Aujourd’hui, nous ne pouvions pas quitter Nuage. Et nous ne pouvions pas naviguer non plus. Il n’était également pas question de se lancer dans un gros projet… Parce qu’il y avait du vent… Dame Nature a encore pris le contrôle de notre journée. Cela fait partie de la game. Quand il y a du bon vent, on peut chasser. Et comme cela peut arriver à tout moment, tu ne peux pas partir sur un projet qui t’empêche de bouger même 10 minutes, parce que si tu chasses pendant ce 10 minutes, tout part en vrille. Donc tu restes stand-by. Et tu lis, tu trouves des petits projets, tu regardes le vent… Et par chance que nous sommes restés. Parce qu’il y a eu des bateaux dans la baie qui ont chassé.

Projet du jour : on joue dans la bouffe

Comme nous avons du temps, nous pouvons faire à manger. Et comme nous n’avons pas d’électricité, une chance que nous avons du temps… Parce que faire du hummus avec un « robot » manuel, il faut être patient… Plus d’une heure à tourner la poignée pour arriver à faire un hummus pas trop motonneux. Non mais, il faut le vouloir son hummus. Est-ce que nous allons répéter l’expérience ? Sûrement, c’est un super entraînement ! Pas besoin de gym quand tu peux faire du hummus manuellement (prenez des notes). Merci Tiffany pour le robot ! Sinon, l’autre projet bouffe a été de trouver des conserves de soupe à quelque part dans la réserve. Comme il commence à faire froid, garder des soupes à disposition est assez pratique.

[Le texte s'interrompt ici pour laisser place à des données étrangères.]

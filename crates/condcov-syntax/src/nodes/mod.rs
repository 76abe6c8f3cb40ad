//! CST node definitions.

pub mod decl;
pub mod expr;
pub mod stmt;
pub mod traits;

pub use decl::{Decl, File, FuncDecl, GenDecl, ImportSpec, Receiver, Spec, TypeSpec, ValueSpec};
pub use expr::{
    ArrayType, BasicLit, BinaryExpr, CallExpr, ChanType, CompositeLit, EllipsisExpr, Expr,
    FuncLit, FuncResult, FuncSig, FuncType, Ident, IndexExpr, InterfaceType, KeyValueExpr,
    MapType, Param, ParenExpr, SelectorExpr, SliceExpr, StarExpr, StructType, TypeAssertExpr,
    TypeAssertTarget, UnaryExpr,
};
pub use stmt::{
    AssignStmt, Block, BlockStmt, BranchStmt, CaseClause, CommClause, DeclStmt, DeferStmt,
    ElseBranch, EmptyStmt, ExprStmt, ForHeader, ForStmt, GoStmt, IfStmt, IncDecStmt, LabeledStmt,
    ReturnStmt, SelectStmt, SendStmt, Stmt, SwitchStmt, TypeSwitchBind, TypeSwitchStmt,
};
pub use traits::{to_source, token_texts, Codegen, CodegenState, NodeId, NodeIdGenerator};
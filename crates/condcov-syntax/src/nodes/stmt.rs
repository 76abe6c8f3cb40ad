//! Statement nodes.
//!
//! Every statement stores its terminating semicolon token when one was
//! consumed. Virtual semicolons (from semicolon insertion) have empty text,
//! so printing them is a no-op and round-trip output stays byte-identical.

use crate::nodes::decl::GenDecl;
use crate::nodes::expr::{Expr, Ident};
use crate::nodes::traits::{Codegen, CodegenState, NodeId};
use crate::tokenizer::{Pos, Token};

#[derive(Debug, Clone, PartialEq)]
pub enum Stmt {
    Expr(Box<ExprStmt>),
    Send(Box<SendStmt>),
    IncDec(Box<IncDecStmt>),
    Assign(Box<AssignStmt>),
    Decl(Box<DeclStmt>),
    Return(Box<ReturnStmt>),
    Branch(Box<BranchStmt>),
    Block(Box<BlockStmt>),
    If(Box<IfStmt>),
    For(Box<ForStmt>),
    Switch(Box<SwitchStmt>),
    TypeSwitch(Box<TypeSwitchStmt>),
    Select(Box<SelectStmt>),
    Labeled(Box<LabeledStmt>),
    Go(Box<GoStmt>),
    Defer(Box<DeferStmt>),
    Empty(Box<EmptyStmt>),
}

impl Stmt {
    pub fn node_id(&self) -> NodeId {
        match self {
            Stmt::Expr(n) => n.node_id,
            Stmt::Send(n) => n.node_id,
            Stmt::IncDec(n) => n.node_id,
            Stmt::Assign(n) => n.node_id,
            Stmt::Decl(n) => n.node_id,
            Stmt::Return(n) => n.node_id,
            Stmt::Branch(n) => n.node_id,
            Stmt::Block(n) => n.node_id,
            Stmt::If(n) => n.node_id,
            Stmt::For(n) => n.node_id,
            Stmt::Switch(n) => n.node_id,
            Stmt::TypeSwitch(n) => n.node_id,
            Stmt::Select(n) => n.node_id,
            Stmt::Labeled(n) => n.node_id,
            Stmt::Go(n) => n.node_id,
            Stmt::Defer(n) => n.node_id,
            Stmt::Empty(n) => n.node_id,
        }
    }

    /// The position of the statement's leftmost token.
    pub fn pos(&self) -> Pos {
        match self {
            Stmt::Expr(n) => n.expr.pos(),
            Stmt::Send(n) => n.chan.pos(),
            Stmt::IncDec(n) => n.expr.pos(),
            Stmt::Assign(n) => match n.lhs.first() {
                Some(e) => e.pos(),
                None => n.op.pos,
            },
            Stmt::Decl(n) => n.decl.tok.pos,
            Stmt::Return(n) => n.return_tok.pos,
            Stmt::Branch(n) => n.tok.pos,
            Stmt::Block(n) => n.block.lbrace.pos,
            Stmt::If(n) => n.if_tok.pos,
            Stmt::For(n) => n.for_tok.pos,
            Stmt::Switch(n) => n.switch_tok.pos,
            Stmt::TypeSwitch(n) => n.switch_tok.pos,
            Stmt::Select(n) => n.select_tok.pos,
            Stmt::Labeled(n) => n.label.tok.pos,
            Stmt::Go(n) => n.go_tok.pos,
            Stmt::Defer(n) => n.defer_tok.pos,
            Stmt::Empty(n) => n.semi.pos,
        }
    }
}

La question du jour : Mangez-vous bien ?

Comme il s’agit d’une petite journée, pourquoi ne pas répondre à une question que nous avons eue quelque fois de la part de notre entourage depuis notre départ… « Mangez-vous bien ? » Cela inquiète les gens ça il semblerait notre alimentation. Alors, voici la réponse courte : oui. Nous mangeons très bien en fait. Sur Nuage, nous avons tout ce qu’il faut pour nous faire à manger : soit une belle cuisine composée d’un poêle et d’un four au gaz (nous n’avions même pas ça à la maison !) et d’un réfrigérateur. Tout au long de notre route, nous croisons des épiceries régulièrement, donc nous pouvons nous approvisionner sans problème de produits frais. Avant de partir, nous avons fait une bonne réserve de différents produits non périssables que nous aimons : des conserves, des pâtes, des condiments, des sauces, de la fondue au fromage (miam), des épices… Également, Andrée-Anne s’est mise à l’autoclave (merci Marie-Eve!!),  et a fait des repas en conserve : du chili et du bœuf Strogonoff (on aurait aimé en faire plus, mais le temps a manqué avant le départ…). Bref, nous ne souffrons d’absolument aucune carence alimentaire, soyez rassurés 😉 – et en bonus, nous avons même déjà perdu quelques kilos provenant de nos réserves de sédentaires urbains tellement nous mangeons bien !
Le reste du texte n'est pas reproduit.